I load up my favorite web scraping package, rvest and gather the list of airports! (For a step-by-step intro to web-scraping using R, check out my other blog post here!)

library(rvest)
library(dplyr)

url <- "https://en.wikipedia.org/wiki/List_of_the_busiest_airports_in_Japan"

# css selector: "table.wikitable:nth-child(10)"

japan_airports <- url %>% 
  read_html() %>% 
  html_node("table.wikitable:nth-child(10)") %>% 
  html_table()

glimpse(japan_airports)
## Observations: 51
## Variables: 8
## $ Rank           <dbl> 1, 2, 3, 4, 5, 6, 7, 8, 9, 10, 11, 12, 13, 14, ...
## $ Airport        <chr> "Haneda Airport", "Narita International Airport...
## $ `City\nserved` <chr> "Tokyo", "Tokyo", "Osaka", "Fukuoka", "Sapporo"...
## $ Region         <chr> "Kanto", "Kanto", "Kansai", "Kyushu", "Hokkaido...
## $ `IATA/ICAO`    <chr> "HND/RJTT", "NRT/RJAA", "KIX/RJBB", "FUK/RJFF",...
## $ Passengers     <chr> "75,254,942", "34,751,221", "23,136,223", "20,9...
## $ Aircraft       <chr> "438,542", "233,500", "163,506", "172,964", "14...
## $ Cargo          <chr> "1,173,752", "2,122,318", "745,606", "262,481",...

In the table, the airport codes in both IATA and ICAO format are in a single column separated by a slash. We can use the separate() function from the tidyr package to separate the airport code column into the respective IATA and ICAO codes. The regex for a literal slash is "\\/", remember that you need to escape twice!

Let’s also rename City\nserved into a simpler City.

Then, let’s save our handy dataset so we do not have to re-run web scraping every time!

# Separate IATA and ICAO codes:
library(tidyr) # use separate() function!

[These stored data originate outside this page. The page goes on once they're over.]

use std::sync::{Arc, RwLock, RwLockReadGuard, RwLockWriteGuard};

use super::Value;
use crate::{sync, tokenizer::is_void_tag};

#[derive(Debug, Clone)]
pub struct Attribute {
    pub name: String,
    /// `None` for bare attributes.
    pub value: Option<Value>,
}

#[derive(Debug, Clone)]
pub enum Child {
    Element(Arc<Element>),
    Text { content: String, escaped: bool },
}

/// An HTML fragment. Rendering escapes attribute values and escaped text.
#[derive(Debug)]
pub struct Element {
    pub tag: String,
    pub self_closing: bool,
    attrs: RwLock<Vec<Attribute>>,
    children: RwLock<Vec<Child>>,
}

impl Element {
    pub fn new(tag: String, attrs: Vec<Attribute>, children: Vec<Child>, self_closing: bool) -> Self {
        Self {
            tag,
            self_closing,
            attrs: RwLock::new(attrs),
            children: RwLock::new(children),
        }
    }

    pub fn attrs(&self) -> RwLockReadGuard<'_, Vec<Attribute>> {
        sync::read(&self.attrs)
    }

    pub fn attrs_mut(&self) -> RwLockWriteGuard<'_, Vec<Attribute>> {
        sync::write(&self.attrs)
    }

    pub fn children(&self) -> RwLockReadGuard<'_, Vec<Child>> {
        sync::read(&self.children)
    }

    pub fn get_attribute(&self, name: &str) -> Option<Value> {
        let name = kebab_case(name);
        self.attrs()
            .iter()
            .find(|attr| attr.name == name)
            .map(|attr| attr.value.clone().unwrap_or_else(|| Value::string("")))
    }

    pub fn set_attribute(&self, name: &str, value: Value) {
        let name = kebab_case(name);
        let mut attrs = self.attrs_mut();
        match attrs.iter_mut().find(|attr| attr.name == name) {
            Some(attr) => attr.value = Some(value),
            None => attrs.push(Attribute {
                name,
                value: Some(value),
            }),
        }
    }

    pub fn remove_attribute(&self, name: &str) -> bool {
        let name = kebab_case(name);
        let mut attrs = self.attrs_mut();
        let before = attrs.len();
        attrs.retain(|attr| attr.name != name);
        attrs.len() != before
    }

    pub fn deep_clone(&self) -> Self {
        let attrs = self
            .attrs()
            .iter()
            .map(|attr| Attribute {
                name: attr.name.clone(),
                value: attr.value.as_ref().map(Value::deep_clone),
            })
            .collect();
        let children = self
            .children()
            .iter()
            .map(|child| match child {
                Child::Element(element) => Child::Element(Arc::new(element.deep_clone())),
                text => text.clone(),
            })
            .collect();
        Self::new(self.tag.clone(), attrs, children, self.self_closing)
    }

    pub fn render(&self) -> String {
        let mut out = String::new();
        self.render_into(&mut out);
        out
    }

    fn render_into(&self, out: &mut String) {
        out.push('<');
        out.push_str(&self.tag);

        let attrs = self.attrs();
        for attr in attrs.iter() {
            let value = attr
                .value
                .as_ref()
                .map(|value| escape(&value.to_string()))
                .unwrap_or_default();

            if self.tag == "a" && attr.name == "n-to" {
                out.push_str(&format!(" href=\"{value}\" n-to=\"\""));
                continue;
            }
            out.push_str(&format!(" {}=\"{value}\"", attr.name));
        }

        if self.self_closing {
            if !attrs.is_empty() {
                out.push(' ');
            }
            out.push_str("/>");
            return;
        }
        out.push('>');
        if is_void_tag(&self.tag) {
            return;
        }

        for child in self.children().iter() {
            match child {
                Child::Element(element) => element.render_into(out),
                Child::Text {
                    content,
                    escaped: true,
                } => out.push_str(&escape(content)),
                Child::Text { content, .. } => out.push_str(content),
            }
        }

        out.push_str("</");
        out.push_str(&self.tag);
        out.push('>');
    }
}

/// `&`, `<`, `>`, `"` and `'` become entities.
pub fn escape(text: &str) -> String {
    let mut out = String::with_capacity(text.len());
    for c in text.chars() {
        match c {
            '&' => out.push_str("&amp;"),
            '<' => out.push_str("&lt;"),
            '>' => out.push_str("&gt;"),
            '"' => out.push_str("&#34;"),
            '\'' => out.push_str("&#39;"),
            c => out.push(c),
        }
    }
    out
}

/// `dataValue` and `data_value` both become `data-value`.
pub fn kebab_case(name: &str) -> String {
    let mut out = String::with_capacity(name.len() + 4);
    let mut previous: Option<char> = None;
    for c in name.chars() {
        match c {
            '_' | ' ' => {
                if !out.ends_with('-') && !out.is_empty() {
                    out.push('-');
                }
            }
            c if c.is_uppercase() => {
                if previous.is_some_and(|p| p.is_lowercase() || p.is_ascii_digit()) {
                    out.push('-');
                }
                out.extend(c.to_lowercase());
            }
            c => out.push(c),
        }
        previous = Some(c);
    }
    out
}

#[cfg(test)]
mod test {
    use pretty_assertions::assert_eq;

    use super::*;

    fn text(content: &str, escaped: bool) -> Child {
        Child::Text {
            content: content.into(),
            escaped,
        }
    }

    #[test]
    fn test_render_attributes_and_text() {
        let element = Element::new(
            "div".into(),
            vec![Attribute {
                name: "id".into(),
                value: Some(Value::Int(4)),
            }],
            vec![text("Hello", true)],
            false,
        );
        assert_eq!(element.render(), "<div id=\"4\">Hello</div>");
    }

    #[test]
    fn test_navigation_attribute_becomes_href() {
        let element = Element::new(
            "a".into(),
            vec![Attribute {
                name: "n-to".into(),
                value: Some(Value::string("/x")),
            }],
            vec![text("go", true)],
            false,
        );
        assert_eq!(element.render(), "<a href=\"/x\" n-to=\"\">go</a>");
    }

    #[test]
    fn test_escaping() {
        let element = Element::new(
            "p".into(),
            vec![],
            vec![text("a < b", true), text("<b>!</b>", false)],
            false,
        );
        assert_eq!(element.render(), "<p>a &lt; b<b>!</b></p>");
    }

    #[test]
    fn test_void_and_self_closing() {
        let br = Element::new("br".into(), vec![], vec![], false);
        assert_eq!(br.render(), "<br>");
        let input = Element::new(
            "input".into(),
            vec![Attribute {
                name: "disabled".into(),
                value: None,
            }],
            vec![],
            true,
        );
        assert_eq!(input.render(), "<input disabled=\"\" />");
    }

    #[test]
    fn test_kebab_case() {
        assert_eq!(kebab_case("dataValue"), "data-value");
        assert_eq!(kebab_case("data_value"), "data-value");
        assert_eq!(kebab_case("n-to"), "n-to");
        assert_eq!(kebab_case("class"), "class");
    }

    #[test]
    fn test_attribute_updates() {
        let element = Element::new("div".into(), vec![], vec![], false);
        element.set_attribute("dataId", Value::Int(1));
        element.set_attribute("data-id", Value::Int(2));
        assert_eq!(element.get_attribute("data-id"), Some(Value::Int(2)));
        assert!(element.remove_attribute("dataId"));
        assert_eq!(element.get_attribute("data-id"), None);
    }
}
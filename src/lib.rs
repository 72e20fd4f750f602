pub mod ast;
pub mod cancel;
pub mod config;
pub mod engine;
pub mod error;
pub mod events;
pub mod interpreter;
pub mod parser;
pub mod prepared;
mod span;
mod sync;
pub mod tokenizer;
pub mod value;

pub use self::{
    engine::Engine,
    error::{Error, ExecutionError, ExecutionErrorKind, Level},
    span::Span,
    value::Value,
};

japan_airports <- japan_airports %>% 
  separate(`IATA/ICAO`, c("IATA", "ICAO"), "\\/")

japan_airports <- japan_airports %>% rename(City = `City\nserved`)

write.csv(japan_airports, "~/R_materials/japan_weather_xkcd/japan_airports.csv")

So, if we start a new session we can use read.csv() to load our data set without have to go through the web scraping code!

japan_airports <- read.csv("~/R_materials/japan_weather_xkcd/japan_airports.csv", 
         stringsAsFactors = FALSE)

# We only need a small subset of the variables for this particular blog post!
jp_airport_codes <- japan_airports %>% select(Airport, City, ICAO)

glimpse(jp_airport_codes)
## Observations: 51
## Variables: 3
## $ Airport <chr> "Haneda Airport", "Narita International Airport", "Kan...
## $ City    <chr> "Tokyo", "Tokyo", "Osaka", "Fukuoka", "Sapporo", "Naha...
## $ ICAO    <chr> "RJTT", "RJAA", "RJBB", "RJFF", "RJCC", "ROAH", "RJOO"...

Weather data

For the weather data I considered quite a few sources before just settling with the riem package for convenience.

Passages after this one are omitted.